Harjusola-Webb is an Assistant Professor, and Pretti-Frontczak and Tankersley then
served as Professors. Harjusola-Webb and Pretti-Frontczak each explained in their
depositions, transcripts of which plaintiff submitted, that a dissertation proposal consists
of the first two chapters of the dissertation. According to the deposition testimony of
Harjusola-Webb, Pretti-Frontczak, and Tankersley, plaintiff presented them with the
proposal in question in order to seek their approval to move on to the next phase in the
dissertation process, which would entail independent research and data collection, and
then writing the rest of the dissertation.
{¶10} Harjusola-Webb testified that when she read the dissertation proposal, she
became concerned upon recognizing some of the material as having been taken
without credit from a thesis with which she was familiar. Harjusola-Webb testified that
she then expressed her concerns to Pretti-Frontczak and to their program director, who
referred her to the Administrative Policy Regarding Student Cheating and Plagiarism.
{¶11} Pretti-Frontczak testified that upon hearing Harjusola-Webb’s concerns,
she selected portions of the dissertation proposal and searched for them on the Google
Internet search engine. Pretti-Frontczak stated that this process revealed what she
considered to be extensive plagiarism in the document, and she notified
Harjusola-Webb and Tankersley of her findings. Tankersley stated that
Harjusola-Webb and Pretti-Frontczak were the co-directors of the committee, and that
after learning of their concerns, she recalled the three of them discussing the matter
with the department chair.
{¶12} It is undisputed that the dissertation committee met with plaintiff on
November 21, 2012, and notified her of the plagiarism charges. Pretti-Frontczak
testified that she and Harjusola-Webb had at least one more meeting with plaintiff,
which plaintiff attended with counsel, and that the committee eventually notified plaintiff
that the matter was being referred to defendant’s university-wide Academic Hearing
Panel.
{¶13} There is no dispute that the plagiarism charges came on for a hearing
before the Academic Hearing Panel, and that plaintiff was indeed found to have violated
the Administrative Policy Regarding Student Cheating and Plagiarism.

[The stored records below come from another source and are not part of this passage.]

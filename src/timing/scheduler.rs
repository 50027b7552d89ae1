use std::collections::HashSet;
use std::time::Duration;

#[derive(Debug, Clone, Copy, PartialEq, Eq)]
pub enum SchedulerState {
    Idle,
    Active,
    AwaitingFlush,
}

/// What the session should do after a key-up.
#[derive(Debug, Clone, Copy, PartialEq)]
pub enum FlushDecision {
    Hold,
    Armed { deadline: f64 },
    Flush,
}

/// Cancellable one-shot deadline on the session clock.
#[derive(Debug, Clone, Copy, Default)]
pub struct DebounceTimer {
    deadline: Option<f64>,
}

impl DebounceTimer {
    pub fn arm(&mut self, deadline: f64) {
        self.deadline = Some(deadline);
    }

    pub fn cancel(&mut self) {
        self.deadline = None;
    }

    pub fn deadline(&self) -> Option<f64> {
        self.deadline
    }

    pub fn is_armed(&self) -> bool {
        self.deadline.is_some()
    }

    pub fn expired(&self, now: f64) -> bool {
        self.deadline.is_some_and(|d| now >= d)
    }
}

/// Decides when the player's phrase is over and must be flushed.
#[derive(Debug)]
pub struct PhraseScheduler {
    held: HashSet<u8>,
    phrase_start: Option<f64>,
    timer: DebounceTimer,
    /// Seconds
    debounce: f64,
    /// Seconds
    long_phrase: f64,
}

impl PhraseScheduler {
    pub fn new(debounce: Duration, long_phrase: Duration) -> Self {
        Self {
            held: HashSet::new(),
            phrase_start: None,
            timer: DebounceTimer::default(),
            debounce: debounce.as_secs_f64(),
            long_phrase: long_phrase.as_secs_f64(),
        }
    }

    pub fn state(&self) -> SchedulerState {
        if !self.held.is_empty() {
            SchedulerState::Active
        } else if self.timer.is_armed() {
            SchedulerState::AwaitingFlush
        } else {
            SchedulerState::Idle
        }
    }

    pub fn phrase_start(&self) -> Option<f64> {
        self.phrase_start
    }

    pub fn held_count(&self) -> usize {
        self.held.len()
    }

    pub fn deadline(&self) -> Option<f64> {
        self.timer.deadline()
    }

    pub fn key_down(&mut self, pitch: u8, now: f64) {
        if self.phrase_start.is_none() {
            self.phrase_start = Some(now);
        }
        self.timer.cancel();
        self.held.insert(pitch);
    }

    /// `key_time` is the timestamp the key-up was stamped with; the debounce
    /// window starts there, so a key-up scheduled ahead delays the flush.
    pub fn key_up(&mut self, pitch: u8, now: f64, key_time: f64) -> FlushDecision {
        if !self.held.remove(&pitch) || !self.held.is_empty() {
            return FlushDecision::Hold;
        }

        let open_for = self.phrase_start.map_or(0.0, |start| now - start);
        if open_for > self.long_phrase {
            self.timer.cancel();
            return FlushDecision::Flush;
        }

        let deadline = key_time + self.debounce;
        self.timer.arm(deadline);
        FlushDecision::Armed { deadline }
    }

    /// True exactly once when an armed debounce expires.
    pub fn poll(&mut self, now: f64) -> bool {
        if self.held.is_empty() && self.timer.expired(now) {
            self.timer.cancel();
            true
        } else {
            false
        }
    }

    /// Back to idle after the phrase was handed to the prediction client.
    pub fn flushed(&mut self) {
        self.timer.cancel();
        self.phrase_start = None;
    }
}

Pretti-Frontczak
testified that the Academic Hearing Panel sought a recommendation from the
dissertation committee on potential sanctions, and that, due to the extent of the
plagiarism, it was recommended that plaintiff be dismissed from the university.
Pretti-Frontczak explained that the problems with the dissertation proposal were
significant and concerned more than just missing citations, as even if all the uncredited
ideas and work of others had been properly credited, the totality of the uncredited
material demonstrated an overall lack of original ideas or work on plaintiff’s part.
Similarly, Harjusola-Webb testified that she felt plaintiff’s dismissal was warranted
because of the degree of plagiarism and also the context in which it occurred, being at
an important stage in the dissertation process where plaintiff was seeking approval to
move on to the data collection phase. Tankersley testified that she too felt dismissal
was appropriate.
{¶14} It is not in dispute that as a result of the hearing the Academic Hearing
Panel decided to dismiss plaintiff from the university, that plaintiff appealed the decision
to the Provost, and that the Provost affirmed the decision on appeal.
{¶15} The Administrative Policy Regarding Student Cheating and Plagiarism
defines plagiarism as follows:
{¶16} “[B](2) ‘Plagiarize’ means to take and present as one’s own a material
portion of the ideas or words of another or to present as one’s own an idea or work
derived from an existing source without full and proper credit to the source of the ideas,
words, or works. As defined, plagiarize includes, but is not limited to:
{¶17} “(a) The copying of words, sentences and paragraphs directly from the
work of another without proper credit;
{¶18} “(b) The copying of illustrations, figures, photographs, drawings, models, or
other visual and nonverbal materials, including recordings, of another without proper
credit; and
{¶19} “(c) The presentation of work prepared by another in final or draft form as
one’s own without citing the source, such as the use of purchased research papers.”
{¶20} There is no dispute that, among other evidence, the Academic Hearing
Panel considered a table comparing selected text from chapter one of the dissertation
proposal to what are identified in the table as the uncredited “original sources.”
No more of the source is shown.